There are many everyday, run-of-the-mill things that we take for granted - things we can do with our bodies like running, walking, chewing, etc. We've known how to do these things most of our lives, and we usually never give them a second thought. One thing my son couldn't do when he was born was suck. Oh, we was born with the sucking instinct - the natural human reflex - but his body couldn't do it. Because of his bilateral cleft lip, he couldn't completely close his mouth to form a seal on breast or bottle. Because of his bilateral cleft palate, he couldn't form suction or keep air in his mouth.
He got by, though. With the help of a special bottle (the Habermann - now known as the Medela Special Needs Feeder), he was able to eat. The bottle had an extra long nipple that you filled with liquid (milk, juice, whatever). Then, you squeezed the liquid into his mouth, and he swallowed. Eventually, as he got older, he learned to put the nipple on either side of his mouth and use his gums to "bite" the liquid out. Feeding him with the bottle always required the utmost concentration because you felt like you might gag or choke him if he got too much liquid in his mouth.
By 8 months, we had to start weening him off of the bottle due to an impending palate surgery. The surgeon said he wouldn't be able to bottle feed for awhile, that we needed to use something with a shorter "flange," and to start him on a sippy cup. We had to remove the "sippy" mechanisms that keep the cups from spilling (because he still couldn't suck as his lip had not been repaired), and we also had to slit the flanges (the part you drink out of) in order to allow the liquid to come out easier. We also had to use the ones with a soft, plastic flange rather than a hard one. Using the same "trick" he did with the bottle, Gavin was able to "bite" the liquid out of the sippy, and thus he was completely weened off of the bottle at 8.5 months.
Fast forward to right before his 2nd birthday. His palate was now completely closed, his lip was completely formed, and we didn't have any upcoming surgeries. At this time, sippys were becoming old, and we were getting tired of constantly having to take a cup with us everywhere we went. It was time he started to learn to drink out of a straw. It seemed simple enough - we'll show him, and now that he has the proper anatomical parts, he'd get it right away. Well, easier said than done,
I can honestly say it was one of the most frustrating things I've ever tried to teach someone to do (and, I'm a teacher, I've taught a lot of things). How do you teach someone to suck when they've never been able to suck their entire life? We tried everything we could think of: holding liquid in the straw with our thumb and then trying to get him to suck it out of the bottom, giving him a juice box and squeezing liquid slowly into his mouth, and demonstrating how to drink out of a straw over and over to him. He just didn't get it. He didn't understand how to suck.

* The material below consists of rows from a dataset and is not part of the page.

use std::sync::Arc;
use std::time::Duration;

use chrono::{DateTime, Utc};
use serde::{Deserialize, Serialize};
use tokio::sync::watch;
use tokio::task::JoinHandle;
use tokio::time::MissedTickBehavior;
use tokio_util::sync::CancellationToken;
use uuid::Uuid;

use crate::scheduler::registry::{JobCounts, RegistrySnapshot};
use crate::scheduler::{JobId, JobStatus};
use crate::worker::{WorkerId, WorkerSlot};

/// Per-job row of a status snapshot.
#[derive(Debug, Clone, Serialize, Deserialize)]
pub struct JobView {
    pub id: JobId,
    pub payload: String,
    pub status: JobStatus,
    pub progress: u8,
    pub worker: Option<WorkerId>,
    pub duration_ms: Option<i64>,
    pub artifact: Option<String>,
}

/// Everything a renderer needs, detached from the dispatcher.
#[derive(Debug, Clone, Serialize, Deserialize)]
pub struct StatusSnapshot {
    pub run_id: Uuid,
    pub taken_at: DateTime<Utc>,
    pub jobs: Vec<JobView>,
    pub workers: Vec<WorkerSlot>,
    pub counts: JobCounts,
    /// Set on the final snapshot, after the batch completed.
    pub finished: bool,
}

impl StatusSnapshot {
    pub fn empty(run_id: Uuid) -> Self {
        Self {
            run_id,
            taken_at: Utc::now(),
            jobs: Vec::new(),
            workers: Vec::new(),
            counts: JobCounts::default(),
            finished: false,
        }
    }

    pub fn build(
        run_id: Uuid,
        registry: RegistrySnapshot,
        workers: Vec<WorkerSlot>,
        finished: bool,
    ) -> Self {
        let now = registry.taken_at;
        let jobs = registry
            .jobs
            .into_iter()
            .map(|job| JobView {
                duration_ms: job.duration_ms(now),
                id: job.id,
                payload: job.payload,
                status: job.status,
                progress: job.progress,
                worker: job.worker,
                artifact: job.artifact,
            })
            .collect();

        Self {
            run_id,
            taken_at: now,
            jobs,
            workers,
            counts: registry.counts,
            finished,
        }
    }
}

/// Consumer of status snapshots, e.g. a console table or a log line.
pub trait StatusSink: Send + Sync {
    fn render(&self, snapshot: &StatusSnapshot);
}

/// Logs one summary line per refresh.
#[derive(Debug, Default)]
pub struct LogStatusSink;

impl StatusSink for LogStatusSink {
    fn render(&self, snapshot: &StatusSnapshot) {
        let busy = snapshot
            .workers
            .iter()
            .filter(|w| w.current_job.is_some())
            .count();
        tracing::info!(
            run_id = %snapshot.run_id,
            total = snapshot.counts.total,
            pending = snapshot.counts.pending,
            in_progress = snapshot.counts.in_progress,
            completed = snapshot.counts.completed,
            timed_out = snapshot.counts.timed_out,
            workers = snapshot.workers.len(),
            busy,
            finished = snapshot.finished,
            "Batch status"
        );
    }
}

/// Periodically renders the latest published snapshot.
pub struct StatusReporter;

impl StatusReporter {
    /// Render every `interval` until `stop` is cancelled, then render once more
    /// so the sink always sees the final state.
    pub fn spawn<S>(
        status: watch::Receiver<StatusSnapshot>,
        sink: Arc<S>,
        interval: Duration,
        stop: CancellationToken,
    ) -> JoinHandle<()>
    where
        S: StatusSink + ?Sized + 'static,
    {
        tokio::spawn(async move {
            let mut ticker = tokio::time::interval(interval);
            ticker.set_missed_tick_behavior(MissedTickBehavior::Skip);

            loop {
                tokio::select! {
                    biased;
                    _ = stop.cancelled() => break,
                    _ = ticker.tick() => {
                        let snapshot = status.borrow().clone();
                        sink.render(&snapshot);
                    }
                }
            }

            let snapshot = status.borrow().clone();
            sink.render(&snapshot);
        })
    }
}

Finally, at my wits end, I mentioned it to his speech therapist. Gavin was monitored by a speech therapist until he was two. Even though he never had speech problems, they monitored him just in case, and the therapist actually provided some great tips that would help any child - but more on that later. So, like I said, I mentioned it to the speech therapist. I told her I was exasperated because I couldn't get him to understand how to suck out of a straw. It was hopeless. After giving some suggestions - all of which I had already tried - she said, "You know. There's this thing we sometimes use to help kids learn how to drink out of a straw. I'll see if we have some, and I'll get it to you."
Okay, I thought. I'll try anything. So, days later, I get a package from her. In it is this:
Yep, it's one of those bears that usually holds honey. Except it's empty, and they've put a plastic straw of sorts in the hole on the top. I looked at it in disbelief. No way is this going to work. This is no different than giving him a juice box, and that failed horribly. In spite of my skepticism, I took it out of the package, put some juice in it, and gave it to Gavin. I showed him how to put the straw in his mouth, close his mouth around it, and then squeeze the bear's tummy to make the juice come out (as per the directions). I kid you not, within 10 minutes he was drinking out of the straw without even squeezing the tummy.
I cannot begin to explain my joy. I was literally in tears. I remember calling his dad and saying, "He's drinking out of a straw. I'm so happy right now I could cry." And, I was. I never realized how hard it would be for him to learn a simple action like sucking or drinking through a straw. To this day, I have no idea why the bear worked. I had spent weeks and weeks trying to get him to suck out of a straw, and all it took was 10 minutes with that damn bear. From that day on, we said goodbye to sippy cups, and he was a professional straw-drinker in a matter of days. And, a year-and-a-half later, we still have the bear.